Señor Santiago


Este año 2020, hay que reconocerlo, nos ha salido bastante atravesado, feo y difícil. Pero, en la clasificación de años malísimos, anda muy lejos aún de la cabeza. Nada que ver con los de las grandes guerras, tan abundantes, o de las pestes que diezmaban el continente, o con aquel de 1918 en el que la mal llamada gripe española mató, según calculan, unos cincuenta millones de personas. El 2020 sigue muy por detrás de esos años malos, pero sobre todo, sigue muy por detrás del año 536, considerado por el medievalista Michael McCormick como el año de la historia más difícil de vivir.

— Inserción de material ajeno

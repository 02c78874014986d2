//! Durable queue storage.

use chrono::{DateTime, Utc};
use color_eyre::{eyre::eyre, Result};
use rusqlite::params;
use std::sync::Arc;
use url::Url;

use crate::db::{schema::parse_datetime, Database};
use crate::net::{Request, RequestMode};

/// A request waiting to be replayed.
#[derive(Debug, Clone)]
pub struct QueuedAction {
  pub id: i64,
  pub tag: String,
  pub request: Request,
  pub enqueued_at: DateTime<Utc>,
}

/// Durable, tag-scoped FIFO storage.
pub trait QueueStorage: Send + Sync {
  /// Append to the end of the tag's queue.
  fn push(&self, tag: &str, request: &Request) -> Result<i64>;

  /// Every pending action for the tag, oldest first.
  fn pending(&self, tag: &str) -> Result<Vec<QueuedAction>>;

  /// Remove an action after it was confirmed delivered.
  fn remove(&self, id: i64) -> Result<()>;

  fn len(&self, tag: &str) -> Result<usize>;
}

/// SQLite-backed queue; survives process restarts.
pub struct SqliteQueue {
  db: Arc<Database>,
}

impl SqliteQueue {
  pub fn new(db: Arc<Database>) -> Self {
    Self { db }
  }
}

type QueuedRow = (i64, String, String, String, String, Vec<u8>, bool, String);

impl QueueStorage for SqliteQueue {
  fn push(&self, tag: &str, request: &Request) -> Result<i64> {
    let conn = self.db.conn()?;
    let headers = serde_json::to_string(&request.headers)
      .map_err(|e| eyre!("Failed to serialize headers: {}", e))?;

    conn
      .execute(
        "INSERT INTO queued_actions (tag, method, url, headers, body, navigate, enqueued_at)
         VALUES (?, ?, ?, ?, ?, ?, ?)",
        params![
          tag,
          request.method,
          request.url.as_str(),
          headers,
          request.body,
          request.is_navigation(),
          Utc::now().to_rfc3339()
        ],
      )
      .map_err(|e| eyre!("Failed to enqueue request: {}", e))?;

    Ok(conn.last_insert_rowid())
  }

  fn pending(&self, tag: &str) -> Result<Vec<QueuedAction>> {
    let conn = self.db.conn()?;
    let mut stmt = conn
      .prepare(
        "SELECT id, tag, method, url, headers, body, navigate, enqueued_at
         FROM queued_actions WHERE tag = ? ORDER BY id",
      )
      .map_err(|e| eyre!("Failed to prepare query: {}", e))?;

    let rows: Vec<QueuedRow> = stmt
      .query_map(params![tag], |row| {
        Ok((
          row.get(0)?,
          row.get(1)?,
          row.get(2)?,
          row.get(3)?,
          row.get(4)?,
          row.get(5)?,
          row.get(6)?,
          row.get(7)?,
        ))
      })
      .map_err(|e| eyre!("Failed to query queue: {}", e))?
      .collect::<Result<Vec<QueuedRow>, _>>()
      .map_err(|e| eyre!("Failed to read queued action: {}", e))?;

    rows
      .into_iter()
      .map(
        |(id, tag, method, url, headers, body, navigate, enqueued_at)| -> Result<QueuedAction> {
          let url = Url::parse(&url).map_err(|e| eyre!("Corrupt queued url '{}': {}", url, e))?;
          let headers = serde_json::from_str(&headers)
            .map_err(|e| eyre!("Corrupt queued headers for #{}: {}", id, e))?;
          let mode = if navigate {
            RequestMode::Navigate
          } else {
            RequestMode::Subresource
          };

          Ok(QueuedAction {
            id,
            tag,
            request: Request {
              method,
              url,
              headers,
              body,
              mode,
            },
            enqueued_at: parse_datetime(&enqueued_at)?,
          })
        },
      )
      .collect()
  }

  fn remove(&self, id: i64) -> Result<()> {
    self
      .db
      .conn()?
      .execute("DELETE FROM queued_actions WHERE id = ?", params![id])
      .map_err(|e| eyre!("Failed to remove queued action #{}: {}", id, e))?;
    Ok(())
  }

  fn len(&self, tag: &str) -> Result<usize> {
    let count: i64 = self
      .db
      .conn()?
      .query_row(
        "SELECT COUNT(*) FROM queued_actions WHERE tag = ?",
        params![tag],
        |row| row.get(0),
      )
      .map_err(|e| eyre!("Failed to count queue: {}", e))?;
    Ok(count as usize)
  }
}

Desde hace unas semanas ya se sabe por qué muchos se referían a esa época con expresiones que subrayaban su oscuridad. Fue físicamente oscura. Por lo visto, a principios del 536 la erupción de un volcán en Islandia esparció por Europa entera, Oriente Medio y parte de Asia una nube de cenizas que sumió la Tierra en tinieblas, día y noche, durante dieciocho meses. El sol no calentaba ni brillaba y las temperaturas cayeron, se perdieron las cosechas y comenzaron las hambrunas en todas partes. Pasada la oscuridad, se repitieron en el 540 las erupciones volcánicas. Casi inmediatamente, del 541 al 543 llegó la peste bubónica. No levantaron cabeza hasta más de un siglo después. Aquel sí que fue un mal año, que arrancó con un cambio climático no forzado por mano humana. Quizá ayude a explicar la rápida descomposición del Imperio Romano y la trabajosa entrada en la Edad Media.

La historia funciona así: con nuestra libertad que la impulsa pese a tantas variables que no controlamos. Quizá por eso todos los 25 de julio vamos a pedir a Santiago, amigo del Señor, que nos recomiende en las alturas.